The phrase paper and pencil used in connection with any sort of aptitude or personality instrument is an antiquated description, but it’s still a fairly commonly used term. What I’m talking about is any test that requires job seekers to answer a series of questions designed to measure a wide array of skills, inclinations, proclivities, or tendencies for nearly every field of human endeavor. There are tests for leadership, stress, verbal reasoning, numerical ability…well, you name the skill set, and there’s at least one test that will evaluate it.
As with most things, some evaluative instruments are better than others. The best have been validated over time and are excellent predictors of the things being tested. Paper and pencil tests are a great way to focus in on the strengths and weaknesses in areas of concern to the employer. Tests are also an excellent screening device to ensure that the basic qualities sought are already in place before moving forward with the hiring process.

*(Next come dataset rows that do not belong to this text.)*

impl<'a> Parser<'a> {
    pub(crate) fn parse_assign(&mut self) -> Option<Expr> {
        let left = self.parse_conditional()?;
        let Some(op) = assign_op(self.peek().kind) else {
            return Some(left);
        };
        let t = self.bump();
        if !left.is_assignable() {
            self.error("invalid assignment target", t.span);
        }
        let value = self.parse_assign()?;
        Some(Expr::Assign(Box::new(AssignExpr {
            op,
            target: left,
            value,
        })))
    }

    fn parse_conditional(&mut self) -> Option<Expr> {
        let test = self.parse_binary(0)?;
        if !self.eat(TokenKind::Question) {
            return Some(test);
        }
        let consequent = self.parse_assign()?;
        self.expect(TokenKind::Colon);
        let alternate = self.parse_assign()?;
        Some(Expr::Conditional(Box::new(CondExpr {
            test,
            consequent,
            alternate,
        })))
    }

    fn parse_binary(&mut self, min_prec: u8) -> Option<Expr> {
        let mut left = self.parse_unary()?;
        loop {
            let Some((prec, kind)) = binary_prec(self.peek().kind, self.no_in) else {
                break;
            };
            if prec < min_prec {
                break;
            }
            self.bump();
            let right = self.parse_binary(prec + 1)?;
            left = match kind {
                BinKind::Bin(op) => Expr::Binary {
                    op,
                    left: Box::new(left),
                    right: Box::new(right),
                },
                BinKind::Logic(op) => Expr::Logical {
                    op,
                    left: Box::new(left),
                    right: Box::new(right),
                },
            };
        }
        Some(left)
    }

    fn parse_unary(&mut self) -> Option<Expr> {
        let op = match self.peek().kind {
            TokenKind::Minus => Some(UnaryOp::Neg),
            TokenKind::Plus => Some(UnaryOp::Pos),
            TokenKind::Bang => Some(UnaryOp::Not),
            TokenKind::Tilde => Some(UnaryOp::BitNot),
            TokenKind::KwTypeof => Some(UnaryOp::Typeof),
            TokenKind::KwVoid => Some(UnaryOp::Void),
            TokenKind::KwDelete => Some(UnaryOp::Delete),
            _ => None,
        };
        if let Some(op) = op {
            self.bump();
            let expr = self.parse_unary()?;
            return Some(Expr::Unary {
                op,
                expr: Box::new(expr),
            });
        }

        if self.at(TokenKind::PlusPlus) || self.at(TokenKind::MinusMinus) {
            let op = if self.bump().kind == TokenKind::PlusPlus {
                UpdateOp::Incr
            } else {
                UpdateOp::Decr
            };
            let expr = self.parse_unary()?;
            return Some(Expr::Update {
                op,
                prefix: true,
                expr: Box::new(expr),
            });
        }

        self.parse_postfix()
    }

    fn parse_postfix(&mut self) -> Option<Expr> {
        let expr = self.parse_lhs()?;
        // Postfix update is a restricted production: no line break allowed.
        if (self.at(TokenKind::PlusPlus) || self.at(TokenKind::MinusMinus)) && !self.newline_before()
        {
            let op = if self.bump().kind == TokenKind::PlusPlus {
                UpdateOp::Incr
            } else {
                UpdateOp::Decr
            };
            return Some(Expr::Update {
                op,
                prefix: false,
                expr: Box::new(expr),
            });
        }
        Some(expr)
    }

    /// Member/call chain: `a.b[c](d).e(...)`.
    fn parse_lhs(&mut self) -> Option<Expr> {
        let mut expr = if self.at(TokenKind::KwNew) {
            self.parse_new()?
        } else {
            self.parse_primary()?
        };

        loop {
            match self.peek().kind {
                TokenKind::Dot => {
                    self.bump();
                    let name = self.parse_property_name()?;
                    expr = Expr::Member(Box::new(MemberExpr {
                        object: expr,
                        property: MemberProp::Dot(name),
                    }));
                }
                TokenKind::LBracket => {
                    self.bump();
                    let index = self.parse_expr()?;
                    self.expect(TokenKind::RBracket);
                    expr = Expr::Member(Box::new(MemberExpr {
                        object: expr,
                        property: MemberProp::Computed(index),
                    }));
                }
                TokenKind::LParen => {
                    let args = self.parse_args()?;
                    expr = Expr::Call(Box::new(CallExpr {
                        callee: expr,
                        args,
                    }));
                }
                _ => break,
            }
        }
        Some(expr)
    }

    /// `new Foo.Bar(args)`: member accesses bind tighter than the
    /// constructor call, nested `new` recurses.
    fn parse_new(&mut self) -> Option<Expr> {
        self.expect(TokenKind::KwNew);
        let mut callee = if self.at(TokenKind::KwNew) {
            self.parse_new()?
        } else {
            self.parse_primary()?
        };
        loop {
            match self.peek().kind {
                TokenKind::Dot => {
                    self.bump();
                    let name = self.parse_property_name()?;
                    callee = Expr::Member(Box::new(MemberExpr {
                        object: callee,
                        property: MemberProp::Dot(name),
                    }));
                }
                TokenKind::LBracket => {
                    self.bump();
                    let index = self.parse_expr()?;
                    self.expect(TokenKind::RBracket);
                    callee = Expr::Member(Box::new(MemberExpr {
                        object: callee,
                        property: MemberProp::Computed(index),
                    }));
                }
                _ => break,
            }
        }
        let args = if self.at(TokenKind::LParen) {
            self.parse_args()?
        } else {
            Box::new([])
        };
        Some(Expr::New(Box::new(CallExpr { callee, args })))
    }

    fn parse_args(&mut self) -> Option<Box<[Expr]>> {
        self.expect(TokenKind::LParen);
        let mut args = Vec::new();
        while !self.at(TokenKind::RParen) && !self.at(TokenKind::Eof) {
            args.push(self.parse_assign()?);
            if !self.eat(TokenKind::Comma) {
                break;
            }
        }
        self.expect(TokenKind::RParen);
        Some(args.into_boxed_slice())
    }

    /// Property name after `.`, any identifier or keyword (ES5 allows
    /// reserved words as member names).
    fn parse_property_name(&mut self) -> Option<String> {
        let t = self.peek();
        match t.kind {
            TokenKind::Ident
            | TokenKind::KwVar
            | TokenKind::KwFunction
            | TokenKind::KwReturn
            | TokenKind::KwNew
            | TokenKind::KwDelete
            | TokenKind::KwTypeof
            | TokenKind::KwInstanceof
            | TokenKind::KwIn
            | TokenKind::KwThis
            | TokenKind::KwIf
            | TokenKind::KwElse
            | TokenKind::KwFor
            | TokenKind::KwWhile
            | TokenKind::KwDo
            | TokenKind::KwSwitch
            | TokenKind::KwCase
            | TokenKind::KwDefault
            | TokenKind::KwBreak
            | TokenKind::KwContinue
            | TokenKind::KwTry
            | TokenKind::KwCatch
            | TokenKind::KwFinally
            | TokenKind::KwThrow
            | TokenKind::KwVoid
            | TokenKind::KwNull
            | TokenKind::KwTrue
            | TokenKind::KwFalse => {
                self.bump();
                Some(self.text(t).to_string())
            }
            _ => {
                self.error(format!("expected property name, found {:?}", t.kind), t.span);
                None
            }
        }
    }

    fn parse_primary(&mut self) -> Option<Expr> {
        let t = self.peek();
        match t.kind {
            TokenKind::Ident => {
                self.bump();
                Some(Expr::Ident(self.text(t).to_string()))
            }
            TokenKind::Num => {
                self.bump();
                Some(Expr::Num(parse_number(self.text(t))))
            }
            TokenKind::Str => {
                self.bump();
                Some(Expr::Str(unquote(self.text(t))))
            }
            TokenKind::Regex => {
                self.bump();
                Some(Expr::Regex(self.text(t).to_string()))
            }
            TokenKind::KwTrue => {
                self.bump();
                Some(Expr::Bool(true))
            }
            TokenKind::KwFalse => {
                self.bump();
                Some(Expr::Bool(false))
            }
            TokenKind::KwNull => {
                self.bump();
                Some(Expr::Null)
            }
            TokenKind::KwThis => {
                self.bump();
                Some(Expr::This)
            }
            TokenKind::KwFunction => {
                let func = self.parse_function(false)?;
                Some(Expr::Function(Box::new(func)))
            }
            TokenKind::LParen => {
                self.bump();
                let inner = self.parse_expr()?;
                self.expect(TokenKind::RParen);
                Some(inner)
            }
            TokenKind::LBracket => self.parse_array(),
            TokenKind::LBrace => self.parse_object(),
            _ => {
                self.error(format!("expected expression, found {:?}", t.kind), t.span);
                None
            }
        }
    }

    fn parse_array(&mut self) -> Option<Expr> {
        self.expect(TokenKind::LBracket);
        let mut elements: Vec<Option<Expr>> = Vec::new();
        while !self.at(TokenKind::RBracket) && !self.at(TokenKind::Eof) {
            if self.eat(TokenKind::Comma) {
                elements.push(None); // elision
                continue;
            }
            elements.push(Some(self.parse_assign()?));
            if !self.eat(TokenKind::Comma) {
                break;
            }
        }
        self.expect(TokenKind::RBracket);
        Some(Expr::Array(elements.into_boxed_slice()))
    }

    fn parse_object(&mut self) -> Option<Expr> {
        self.expect(TokenKind::LBrace);
        let mut props: Vec<(PropKey, Expr)> = Vec::new();
        while !self.at(TokenKind::RBrace) && !self.at(TokenKind::Eof) {
            let t = self.peek();
            let key = match t.kind {
                TokenKind::Str => {
                    self.bump();
                    PropKey::Str(unquote(self.text(t)))
                }
                TokenKind::Num => {
                    self.bump();
                    PropKey::Num(parse_number(self.text(t)))
                }
                _ => match self.parse_property_name() {
                    Some(name) => PropKey::Ident(name),
                    None => return None,
                },
            };
            self.expect(TokenKind::Colon);
            let value = self.parse_assign()?;
            props.push((key, value));
            if !self.eat(TokenKind::Comma) {
                break;
            }
        }
        self.expect(TokenKind::RBrace);
        Some(Expr::Object(props.into_boxed_slice()))
    }
}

What tests don’t tell the prospective employer is how those basic qualities will play out in association with others. For instance, if a leadership test indicates quite clearly that the job seeker has strong leadership skills, what it won’t disclose is how the candidate for employment will interact with other equally strong leaders.
Put in simplest terms, paper and pencil tests can tell you what the job seeker is like as an individual, from any number of points of view. But they don’t necessarily reveal how the job seeker has performed as part of a larger group over time. Sometimes our natural proclivities, talents, inclinations, and aptitudes are controlled by external factors, not the least of which include the previous work environment, the responsibilities of the job, or the personalities of others with whom the job seeker has been required to work.
Paper and pencil tests, therefore, are excellent tools to use; but, to maximize their benefits, they need to be used as a guide for directing the conversations held with people with whom the job seeker has worked.